Minimum match() limit = 190
Minimum match() recursion limit = 3
No match

However, in your first case, PCRE is forced to use OP_ONCE instead of OP_ONCE_NC, and that opcode is more costly (in terms of both stack and runtime), since the interpreter have to restore all capturing brackets (JIT is a bit more clever here, it only restores the brackets inside the atomic block). It does not know that the capturing bracket will never match. At least not for this particular input.
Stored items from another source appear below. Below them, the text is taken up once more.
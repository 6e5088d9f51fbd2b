//! Account registry for multi-account publishing
//!
//! Holds the configured accounts per platform and whether each is active, and
//! builds the [`Selection`] a publish call works on. Account CRUD beyond this
//! (persistence, UI) lives outside the library.

use std::collections::BTreeMap;
use std::sync::{Arc, PoisonError, RwLock, RwLockReadGuard, RwLockWriteGuard};

use crate::credentials::{load_credentials, CredentialStore};
use crate::error::{AccountError, Result};
use crate::platforms::PublisherRegistry;
use crate::types::{AccountKey, AccountRef, Platform, Selection};

const MAX_ACCOUNT_ID_LEN: usize = 64;
const RESERVED_IDS: [&str; 3] = ["all", "none", "list"];

/// Registry of configured accounts
///
/// Thread-safe via `Arc<RwLock<..>>`; clones share the same accounts.
#[derive(Debug, Clone, Default)]
pub struct AccountRegistry {
    accounts: Arc<RwLock<BTreeMap<Platform, Vec<AccountRef>>>>,
}

impl AccountRegistry {
    pub fn new() -> Self {
        Self::default()
    }

    /// Validate account id format
    ///
    /// Rules:
    /// - Alphanumeric characters, hyphens, and underscores only
    /// - Maximum 64 characters
    /// - Cannot be empty
    /// - Cannot be a reserved name ("all", "none", "list")
    pub fn validate_account_id(id: &str) -> Result<()> {
        if id.is_empty() {
            return Err(AccountError::InvalidId("Account id cannot be empty".to_string()).into());
        }

        let len = id.chars().count();
        if len > MAX_ACCOUNT_ID_LEN {
            return Err(AccountError::InvalidId(format!(
                "Account id too long: {} characters (max {})",
                len, MAX_ACCOUNT_ID_LEN
            ))
            .into());
        }

        if !id.chars().all(|c| c.is_alphanumeric() || c == '-' || c == '_') {
            return Err(AccountError::InvalidId(format!(
                "Invalid account id '{}'. Must be alphanumeric with hyphens/underscores only",
                id
            ))
            .into());
        }

        if RESERVED_IDS.contains(&id.to_lowercase().as_str()) {
            return Err(AccountError::InvalidId(format!("'{}' is a reserved name", id)).into());
        }

        Ok(())
    }

    /// Register an account, replacing any existing one with the same id
    ///
    /// Replacement keeps the account's position in the platform's list.
    pub fn register(&self, account: AccountRef) -> Result<()> {
        Self::validate_account_id(&account.id)?;

        let mut accounts = self.write();
        let platform_accounts = accounts.entry(account.platform).or_default();
        match platform_accounts.iter_mut().find(|a| a.id == account.id) {
            Some(existing) => *existing = account,
            None => platform_accounts.push(account),
        }
        Ok(())
    }

    /// Remove an account and return it
    pub fn unregister(&self, platform: Platform, id: &str) -> Result<AccountRef> {
        let mut accounts = self.write();
        let platform_accounts = accounts
            .get_mut(&platform)
            .ok_or_else(|| not_found(platform, id))?;
        let index = platform_accounts
            .iter()
            .position(|a| a.id == id)
            .ok_or_else(|| not_found(platform, id))?;
        Ok(platform_accounts.remove(index))
    }

    /// Mark an account active or inactive
    pub fn set_active(&self, platform: Platform, id: &str, active: bool) -> Result<()> {
        let mut accounts = self.write();
        let account = accounts
            .get_mut(&platform)
            .and_then(|list| list.iter_mut().find(|a| a.id == id))
            .ok_or_else(|| not_found(platform, id))?;
        account.is_active = active;
        Ok(())
    }

    pub fn get(&self, platform: Platform, id: &str) -> Option<AccountRef> {
        self.read()
            .get(&platform)
            .and_then(|list| list.iter().find(|a| a.id == id))
            .cloned()
    }

    pub fn account_exists(&self, platform: Platform, id: &str) -> bool {
        self.get(platform, id).is_some()
    }

    /// All accounts for a platform, in registration order
    pub fn list(&self, platform: Platform) -> Vec<AccountRef> {
        self.read().get(&platform).cloned().unwrap_or_default()
    }

    pub fn active_accounts(&self, platform: Platform) -> Vec<AccountRef> {
        self.list(platform)
            .into_iter()
            .filter(|a| a.is_active)
            .collect()
    }

    pub fn len(&self) -> usize {
        self.read().values().map(Vec::len).sum()
    }

    pub fn is_empty(&self) -> bool {
        self.len() == 0
    }

    /// Every active account of the given platforms
    ///
    /// Platforms with no active account are skipped, so the selection may be
    /// empty.
    pub fn selection_for<I>(&self, platforms: I) -> Result<Selection>
    where
        I: IntoIterator<Item = Platform>,
    {
        let mut selection = Selection::new();
        for platform in platforms {
            for account in self.active_accounts(platform) {
                selection.insert(account)?;
            }
        }
        Ok(selection)
    }

    /// Selection of specific accounts
    ///
    /// # Errors
    ///
    /// Returns `AccountError::NotFound` for an unknown key and
    /// `AccountError::Inactive` for an inactive account.
    pub fn selection_of(&self, keys: &[AccountKey]) -> Result<Selection> {
        let mut selection = Selection::new();
        for key in keys {
            let account = self
                .get(key.platform, &key.account_id)
                .ok_or_else(|| not_found(key.platform, &key.account_id))?;
            selection.insert(account)?;
        }
        Ok(selection)
    }

    /// Load each account's required credential fields from `store`
    ///
    /// Only platforms with a registered publisher are touched. Returns the
    /// number of accounts updated.
    pub fn hydrate_credentials(
        &self,
        store: &dyn CredentialStore,
        publishers: &PublisherRegistry,
    ) -> Result<usize> {
        let mut updated = 0;
        let mut accounts = self.write();

        for (platform, list) in accounts.iter_mut() {
            let Some(publisher) = publishers.get(*platform) else {
                continue;
            };
            let fields = publisher.required_credential_fields();
            if fields.is_empty() {
                continue;
            }

            for account in list.iter_mut() {
                account.credentials = load_credentials(store, *platform, &account.id, fields)?;
                updated += 1;
            }
        }

        tracing::debug!(
            "Loaded credentials for {} account(s) from {}",
            updated,
            store.backend_name()
        );
        Ok(updated)
    }

    fn read(&self) -> RwLockReadGuard<'_, BTreeMap<Platform, Vec<AccountRef>>> {
        self.accounts.read().unwrap_or_else(PoisonError::into_inner)
    }

    fn write(&self) -> RwLockWriteGuard<'_, BTreeMap<Platform, Vec<AccountRef>>> {
        self.accounts.write().unwrap_or_else(PoisonError::into_inner)
    }
}

fn not_found(platform: Platform, id: &str) -> crate::error::CrosscastError {
    AccountError::NotFound(id.to_string(), platform.to_string()).into()
}
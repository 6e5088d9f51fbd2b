//! Retry execution with exponential backoff and jitter
//!
//! Every fallible publisher call goes through a [`RetryExecutor`] with the
//! [`RetryPolicy`] of its [`OperationCategory`]. Whether a failure is retried
//! depends only on its [`ErrorKind`]: the policy lists the kinds it retries,
//! and kinds that are not transient (see [`ErrorKind::is_transient`]) are never
//! retried regardless of the policy.
//!
//! # Example
//!
//! ```no_run
//! use std::sync::Arc;
//! use libcrosscast::diagnostics::TracingDiagnostics;
//! use libcrosscast::error::PlatformError;
//! use libcrosscast::retry::{RetryExecutor, RetryPolicy};
//!
//! # async fn example() {
//! let executor = RetryExecutor::new(Arc::new(TracingDiagnostics));
//! let result: Result<String, PlatformError> = executor
//!     .execute(&RetryPolicy::posting(), "nostr/main", || async {
//!         Ok("note1abc".to_string())
//!     })
//!     .await;
//! # }
//! ```

use rand::Rng;
use serde::{Deserialize, Serialize};
use std::collections::BTreeSet;
use std::future::Future;
use std::sync::Arc;
use std::time::Duration;
use tokio::time::sleep;
use tracing::{debug, info, warn};

use crate::diagnostics::{redact, Diagnostics};
use crate::error::{ErrorKind, PlatformResult};

/// Upper bound (exclusive) of the random jitter, as a fraction of the delay
pub const JITTER_FRACTION: f64 = 0.25;

/// Kind of operation being retried; each has its own preset policy
#[derive(Debug, Clone, Copy, PartialEq, Eq, Hash, Serialize, Deserialize)]
#[serde(rename_all = "snake_case")]
pub enum OperationCategory {
    Posting,
    Authentication,
    Validation,
}

impl std::fmt::Display for OperationCategory {
    fn fmt(&self, f: &mut std::fmt::Formatter<'_>) -> std::fmt::Result {
        match self {
            OperationCategory::Posting => write!(f, "posting"),
            OperationCategory::Authentication => write!(f, "authentication"),
            OperationCategory::Validation => write!(f, "validation"),
        }
    }
}

/// Bounded retry schedule
#[derive(Debug, Clone, PartialEq)]
pub struct RetryPolicy {
    /// Total attempts including the first one
    pub max_attempts: u32,
    /// Wait before the second attempt (before jitter)
    pub initial_delay: Duration,
    /// Cap applied when growing the delay
    pub max_delay: Duration,
    pub backoff_multiplier: f64,
    /// Error kinds this policy retries
    pub retry_on: BTreeSet<ErrorKind>,
}

impl RetryPolicy {
    /// Preset for publishing posts: 3 attempts, 2s -> 15s, x2.0, retries
    /// network and server failures
    pub fn posting() -> Self {
        Self {
            max_attempts: 3,
            initial_delay: Duration::from_secs(2),
            max_delay: Duration::from_secs(15),
            backoff_multiplier: 2.0,
            retry_on: BTreeSet::from([ErrorKind::Network, ErrorKind::Server]),
        }
    }

    /// Preset for authentication: 2 attempts, 1s -> 5s, x1.5, network only
    pub fn authentication() -> Self {
        Self {
            max_attempts: 2,
            initial_delay: Duration::from_secs(1),
            max_delay: Duration::from_secs(5),
            backoff_multiplier: 1.5,
            retry_on: BTreeSet::from([ErrorKind::Network]),
        }
    }

    /// Preset for connection validation: 2 attempts, 0.5s -> 3s, x2.0,
    /// network only
    pub fn validation() -> Self {
        Self {
            max_attempts: 2,
            initial_delay: Duration::from_millis(500),
            max_delay: Duration::from_secs(3),
            backoff_multiplier: 2.0,
            retry_on: BTreeSet::from([ErrorKind::Network]),
        }
    }

    pub fn for_category(category: OperationCategory) -> Self {
        match category {
            OperationCategory::Posting => Self::posting(),
            OperationCategory::Authentication => Self::authentication(),
            OperationCategory::Validation => Self::validation(),
        }
    }

    /// A single attempt, no retries
    pub fn no_retry() -> Self {
        Self {
            max_attempts: 1,
            initial_delay: Duration::ZERO,
            max_delay: Duration::ZERO,
            backoff_multiplier: 1.0,
            retry_on: BTreeSet::new(),
        }
    }

    /// Same attempt budget and retried kinds with different delays
    pub fn with_delays(mut self, initial_delay: Duration, max_delay: Duration) -> Self {
        self.initial_delay = initial_delay;
        self.max_delay = max_delay;
        self
    }

    pub fn should_retry(&self, kind: ErrorKind) -> bool {
        kind.is_transient() && self.retry_on.contains(&kind)
    }

    /// Delay after `delay`, grown by the multiplier and capped at `max_delay`
    pub fn next_delay(&self, delay: Duration) -> Duration {
        let grown = delay.as_secs_f64() * self.backoff_multiplier;
        if !grown.is_finite() || grown < 0.0 || grown > self.max_delay.as_secs_f64() {
            self.max_delay
        } else {
            Duration::from_secs_f64(grown)
        }
    }
}

/// The three policies an orchestrator uses
#[derive(Debug, Clone, PartialEq)]
pub struct RetryPolicies {
    pub posting: RetryPolicy,
    pub authentication: RetryPolicy,
    pub validation: RetryPolicy,
}

impl Default for RetryPolicies {
    fn default() -> Self {
        Self {
            posting: RetryPolicy::posting(),
            authentication: RetryPolicy::authentication(),
            validation: RetryPolicy::validation(),
        }
    }
}

impl RetryPolicies {
    pub fn get(&self, category: OperationCategory) -> &RetryPolicy {
        match category {
            OperationCategory::Posting => &self.posting,
            OperationCategory::Authentication => &self.authentication,
            OperationCategory::Validation => &self.validation,
        }
    }

    /// Presets with every delay replaced, keeping attempt counts and kinds
    pub fn with_delays(initial_delay: Duration, max_delay: Duration) -> Self {
        let defaults = Self::default();
        Self {
            posting: defaults.posting.with_delays(initial_delay, max_delay),
            authentication: defaults.authentication.with_delays(initial_delay, max_delay),
            validation: defaults.validation.with_delays(initial_delay, max_delay),
        }
    }
}

/// Runs fallible async operations under a [`RetryPolicy`]
#[derive(Clone)]
pub struct RetryExecutor {
    diagnostics: Arc<dyn Diagnostics>,
}

impl RetryExecutor {
    pub fn new(diagnostics: Arc<dyn Diagnostics>) -> Self {
        Self { diagnostics }
    }

    /// Run `operation` retrying the kinds `policy` allows
    pub async fn execute<T, F, Fut>(
        &self,
        policy: &RetryPolicy,
        context: &str,
        operation: F,
    ) -> PlatformResult<T>
    where
        F: FnMut() -> Fut,
        Fut: Future<Output = PlatformResult<T>>,
    {
        self.execute_with_retry(policy, |_| true, context, operation)
            .await
    }

    /// Run `operation` with an extra retry predicate
    ///
    /// A failure is retried only when both the policy and `is_retryable`
    /// accept its kind and attempts remain. The predicate can narrow the
    /// policy, never widen it. Once retries stop, the last error is returned.
    pub async fn execute_with_retry<T, F, Fut, P>(
        &self,
        policy: &RetryPolicy,
        is_retryable: P,
        context: &str,
        mut operation: F,
    ) -> PlatformResult<T>
    where
        F: FnMut() -> Fut,
        Fut: Future<Output = PlatformResult<T>>,
        P: Fn(ErrorKind) -> bool,
    {
        let mut attempt: u32 = 1;
        let mut delay = policy.initial_delay;

        loop {
            match operation().await {
                Ok(value) => {
                    if attempt > 1 {
                        info!("{} recovered on attempt {}", context, attempt);
                        self.diagnostics.record_recovery(context, attempt);
                    }
                    return Ok(value);
                }
                Err(e) => {
                    let kind = e.kind();
                    let retryable = policy.should_retry(kind) && is_retryable(kind);

                    if attempt >= policy.max_attempts || !retryable {
                        if retryable {
                            warn!(
                                "{} failed after {} attempts: {}",
                                context,
                                attempt,
                                redact(&e.to_string())
                            );
                        } else {
                            debug!("{} failed with non-retryable {} error", context, kind);
                        }
                        return Err(e);
                    }

                    let wait = delay + jitter(delay);
                    warn!(
                        "{} failed (attempt {}/{}): {}. Retrying in {:?}...",
                        context,
                        attempt,
                        policy.max_attempts,
                        redact(&e.to_string()),
                        wait
                    );
                    sleep(wait).await;

                    delay = policy.next_delay(delay);
                    attempt += 1;
                }
            }
        }
    }
}

/// Uniform random jitter in `[0, JITTER_FRACTION * delay)`, whole milliseconds
fn jitter(delay: Duration) -> Duration {
    let fraction: f64 = rand::thread_rng().gen_range(0.0..JITTER_FRACTION);
    Duration::from_millis((delay.as_millis() as f64 * fraction) as u64)
}
impl PublishOrchestrator {
    /// Create an orchestrator with the default retry presets
    pub fn new(publishers: PublisherRegistry) -> Self {
        let diagnostics: Arc<dyn Diagnostics> = Arc::new(TracingDiagnostics);
        Self {
            publishers,
            policies: RetryPolicies::default(),
            executor: RetryExecutor::new(diagnostics.clone()),
            diagnostics,
            event_bus: EventBus::default(),
            progress: Arc::new(RwLock::new(PostingProgress::idle())),
            active: Arc::new(Mutex::new(None)),
        }
    }

    /// Create an orchestrator with retry policies and event capacity from
    /// configuration
    ///
    /// # Errors
    ///
    /// Returns a configuration error if a retry override is invalid.
    pub fn from_config(publishers: PublisherRegistry, config: &Config) -> Result<Self> {
        config.validate()?;
        Ok(Self::new(publishers)
            .with_policies(config.retry.policies()?)
            .with_event_bus(EventBus::new(config.events.capacity)))
    }

    /// Override the retry presets (typically shortened delays in tests)
    pub fn with_policies(mut self, policies: RetryPolicies) -> Self {
        self.policies = policies;
        self
    }

    pub fn with_diagnostics(mut self, diagnostics: Arc<dyn Diagnostics>) -> Self {
        self.executor = RetryExecutor::new(diagnostics.clone());
        self.diagnostics = diagnostics;
        self
    }

    pub fn with_event_bus(mut self, event_bus: EventBus) -> Self {
        self.event_bus = event_bus;
        self
    }

    pub fn publishers(&self) -> &PublisherRegistry {
        &self.publishers
    }

    pub fn policies(&self) -> &RetryPolicies {
        &self.policies
    }

    /// Subscribe to progress events for every future run
    pub fn subscribe(&self) -> EventReceiver {
        self.event_bus.subscribe()
    }

    /// Snapshot of the current (or most recent) run
    pub fn current_progress(&self) -> PostingProgress {
        read(&self.progress).clone()
    }

    /// Character limits of the given platforms, for previewing truncation
    ///
    /// Platforms without a registered publisher are left out; 0 means
    /// unlimited.
    pub fn character_limit_for<I>(&self, platforms: I) -> BTreeMap<Platform, usize>
    where
        I: IntoIterator<Item = Platform>,
    {
        self.publishers.character_limits(platforms)
    }

    /// Text each platform would receive for `content`
    pub fn preview_truncation<I>(&self, content: &str, platforms: I) -> BTreeMap<Platform, String>
    where
        I: IntoIterator<Item = Platform>,
    {
        self.character_limit_for(platforms)
            .into_iter()
            .map(|(platform, limit)| (platform, truncate_for_limit(content, limit)))
            .collect()
    }

    /// Publish `request` to every pair in `selection`
    ///
    /// Per-pair failures end up in the returned [`PostResult`]; the result is
    /// returned whether the run completed, was cancelled, or failed.
    ///
    /// # Errors
    ///
    /// - `InvalidInput` if the request has neither text nor media, or the
    ///   selection is empty
    /// - `AlreadyInProgress` if another run on this orchestrator has not
    ///   finished
    pub async fn publish(&self, request: &PostRequest, selection: &Selection) -> Result<PostResult> {
        request.validate()?;
        if selection.is_empty() {
            return Err(CrosscastError::InvalidInput(
                "No accounts selected".to_string(),
            ));
        }

        let run_id = uuid::Uuid::new_v4().to_string();
        let token = CancellationToken::new();
        {
            let mut progress = write(&self.progress);
            progress
                .start(&run_id, &request.content, selection)
                .map_err(|_| CrosscastError::AlreadyInProgress)?;
            *lock(&self.active) = Some(ActiveRun {
                run_id: run_id.clone(),
                token: token.clone(),
            });
        }
        let _guard = RunGuard {
            run: self.run_context(&run_id),
            active: self.active.clone(),
        };
        let run = self.run_context(&run_id);

        let platforms: Vec<Platform> = selection.platforms().collect();
        info!(
            "Publishing run {} to {} account(s) across {} platform(s)",
            run_id,
            selection.pair_count(),
            platforms.len()
        );
        self.event_bus.emit(Event::PublishStarted {
            run_id: run_id.clone(),
            platforms,
            pairs: selection.pair_count(),
        });

        let attempts = self.prepare(&run, request, selection);

        write(&self.progress).transition(PostingState::Posting)?;
        debug!("Run {} dispatching {} attempt(s)", run_id, attempts.len());

        let mut keys = Vec::with_capacity(attempts.len());
        let mut handles = Vec::with_capacity(attempts.len());
        for attempt in attempts {
            let key = attempt.account.key();
            run.update(&key, PairState::Posting, None);
            handles.push(tokio::spawn(run_attempt(
                run.clone(),
                self.executor.clone(),
                self.policies.posting.clone(),
                attempt,
            )));
            keys.push(key);
        }

        // Dropping the handles on cancellation detaches the attempts rather
        // than aborting them.
        let joined = tokio::select! {
            biased;
            _ = token.cancelled() => None,
            results = join_all(handles) => Some(results),
        };

        let result = match joined {
            None => self.finish_cancelled(&run),
            Some(results) => {
                let panicked: Vec<String> = keys
                    .iter()
                    .zip(results)
                    .filter_map(|(key, joined)| {
                        joined
                            .err()
                            .map(|e| format!("{}: {}", key, e))
                    })
                    .collect();

                if panicked.is_empty() {
                    self.finish_completed(&run)?
                } else {
                    self.finish_failed(&run, &panicked.join("; "))?
                }
            }
        };

        info!(
            "Run {} finished: {} succeeded, {} failed",
            run_id,
            result.success_count(),
            result.failure_count()
        );
        Ok(result)
    }

    /// Request cancellation of the in-flight run
    ///
    /// No-op unless a run is posting with at least one pair still pending.
    pub fn cancel(&self) {
        let token = {
            let progress = read(&self.progress);
            if progress.state() != PostingState::Posting || !progress.has_pending() {
                debug!("Nothing to cancel (state: {})", progress.state());
                return;
            }
            let active = lock(&self.active);
            match active.as_ref() {
                Some(run) if progress.run_id() == Some(run.run_id.as_str()) => run.token.clone(),
                _ => return,
            }
        };

        info!("Cancelling publish run");
        token.cancel();
    }

    /// Reset a finished run back to idle
    ///
    /// # Errors
    ///
    /// Returns `AlreadyInProgress` while a run is active.
    pub fn clear(&self) -> Result<()> {
        write(&self.progress)
            .reset()
            .map_err(|_| CrosscastError::AlreadyInProgress)
    }

    /// Check an account's credentials under the authentication policy
    ///
    /// # Errors
    ///
    /// Returns the last platform error once retries are exhausted, or
    /// `PlatformUnavailable` if no publisher is registered for the account's
    /// platform.
    pub async fn authenticate(&self, account: &AccountRef) -> Result<bool> {
        let context = account.key().to_string();
        let publisher = self.publishers.get(account.platform).ok_or_else(|| {
            PlatformError::PlatformUnavailable(format!(
                "No publisher registered for {}",
                account.platform
            ))
        })?;

        let publisher = &publisher;
        let result = self
            .executor
            .execute(&self.policies.authentication, &context, || async move {
                publisher.authenticate(account).await
            })
            .await;

        result.map_err(|e| {
            self.diagnostics.record_failure(&context, &e);
            CrosscastError::from(e)
        })
    }

    /// Check every selected account concurrently under the validation policy
    ///
    /// Accounts without a publisher or missing credential fields are reported
    /// unreachable without contacting the platform.
    pub async fn validate_connections(&self, selection: &Selection) -> Vec<ConnectionCheck> {
        let checks = selection.iter().map(|(platform, account)| async move {
            let context = account.key().to_string();
            let result = match self.publishers.get(platform) {
                None => Err(unavailable(platform)),
                Some(publisher) => match missing_credentials(publisher.as_ref(), account) {
                    Some(e) => Err(e),
                    None => {
                        let publisher = &publisher;
                        self.executor
                            .execute(&self.policies.validation, &context, || async move {
                                publisher.validate_connection(account).await
                            })
                            .await
                    }
                },
            };

            if let Err(e) = &result {
                self.diagnostics.record_failure(&context, e);
            }
            ConnectionCheck::from_result(account, result)
        });

        join_all(checks).await
    }

    fn run_context(&self, run_id: &str) -> RunContext {
        RunContext {
            run_id: run_id.to_string(),
            progress: self.progress.clone(),
            event_bus: self.event_bus.clone(),
            diagnostics: self.diagnostics.clone(),
        }
    }

    /// Resolve publishers, check credentials and shape content per pair
    ///
    /// Pairs that cannot be attempted are recorded as failed right away.
    fn prepare(&self, run: &RunContext, request: &PostRequest, selection: &Selection) -> Vec<Attempt> {
        let mut attempts = Vec::with_capacity(selection.pair_count());

        for (platform, account) in selection.iter() {
            let key = account.key();
            let publisher = match self.publishers.get(platform) {
                Some(publisher) => publisher,
                None => {
                    run.fail(account, &unavailable(platform));
                    continue;
                }
            };

            if let Some(e) = missing_credentials(publisher.as_ref(), account) {
                run.fail(account, &e);
                continue;
            }

            let limit = publisher.character_limit();
            if needs_truncation(&request.content, limit) {
                debug!("Truncating content for {} to {} characters", key, limit);
                run.update(
                    &key,
                    PairState::Preparing,
                    Some(format!("Truncated to {} characters", limit)),
                );
            }

            attempts.push(Attempt {
                account: account.clone(),
                publisher,
                request: request.with_content(truncate_for_limit(&request.content, limit)),
            });
        }

        attempts
    }

    fn finish_completed(&self, run: &RunContext) -> Result<PostResult> {
        let result = {
            let mut progress = write(&self.progress);
            progress.transition(PostingState::Completed)?;
            final_result(&progress)
        };

        self.event_bus.emit(Event::PublishCompleted {
            run_id: run.run_id.clone(),
            outcomes: result.outcomes().cloned().collect(),
        });
        Ok(result)
    }

    fn finish_cancelled(&self, run: &RunContext) -> PostResult {
        let (cancelled, result) = {
            let mut progress = write(&self.progress);
            // Every attempt may have landed between the signal and this lock
            let cancelled = progress.cancel_pending().ok();
            if cancelled.is_none() {
                if let Err(e) = progress.transition(PostingState::Completed) {
                    warn!("Run {} could not complete after cancellation: {}", run.run_id, e);
                }
            }
            (cancelled, final_result(&progress))
        };

        match cancelled {
            Some(keys) => {
                info!("Run {} cancelled with {} pending pair(s)", run.run_id, keys.len());
                for key in &keys {
                    run.emit_status(key, PairState::Cancelled, None, Some(ErrorKind::Unknown));
                }
                self.event_bus.emit(Event::PublishCancelled {
                    run_id: run.run_id.clone(),
                    cancelled: keys,
                });
            }
            None => {
                self.event_bus.emit(Event::PublishCompleted {
                    run_id: run.run_id.clone(),
                    outcomes: result.outcomes().cloned().collect(),
                });
            }
        }
        result
    }

    fn finish_failed(&self, run: &RunContext, reason: &str) -> Result<PostResult> {
        let reason = redact(reason);
        error!("Run {} failed: {}", run.run_id, reason);
        let (failed, result) = {
            let mut progress = write(&self.progress);
            let failed = progress.fail_pending(&reason)?;
            (failed, final_result(&progress))
        };

        for key in &failed {
            run.emit_status(key, PairState::Failed, None, Some(ErrorKind::Unknown));
        }
        self.event_bus.emit(Event::PublishFailed {
            run_id: run.run_id.clone(),
            error: reason,
        });
        Ok(result)
    }
}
The result is also different, if we put the capturing bracket around the dot:

re> /(?:1|2|(.))*?(3|4)/
data> \Mabcdefghijklmnopqrstuvwxyz

Minimum match() limit = 217
Minimum match() recursion limit = 29
No match

You can see an increase here is well.

Suggestion: if it is possible, don't use capturing brackets inside atomic blocks.

Regards,
Zoltan

ND <nadenj@???> írta:
>Good day!
>
>Here is two pcretest.exe listings:
>
>
>PCRE version 8.34-RC 2013-06-14
>/(?>(1)|2|.)*?(3|4)/
>\Mabcdefghijklmnopqrstuvwxyz
>Minimum match() limit = 217
>Minimum match() recursion limit = 55
>No match
>
>
>PCRE version 8.34-RC 2013-06-14
>/(?:(1)|2|.)*?(3|4)/
>\Mabcdefghijklmnopqrstuvwxyz
>Minimum match() limit = 217
>Minimum match() recursion limit = 3
>No match
>
>
>In listing 2 "(?>" is replaced by "(?:". And "Minimum match() recursion
>limit" unexpectedly reduces to 3 from 55.
>
>I guess this happens due some internal PCRE optimizations.
>Is there possibility to reduce "Minimum match() recursion limit" for
>atomic groups in "(?:"-way?
>
>
>Best regards
>
>--
>## List details at https://lists.exim.org/mailman/listinfo/pcre-dev
>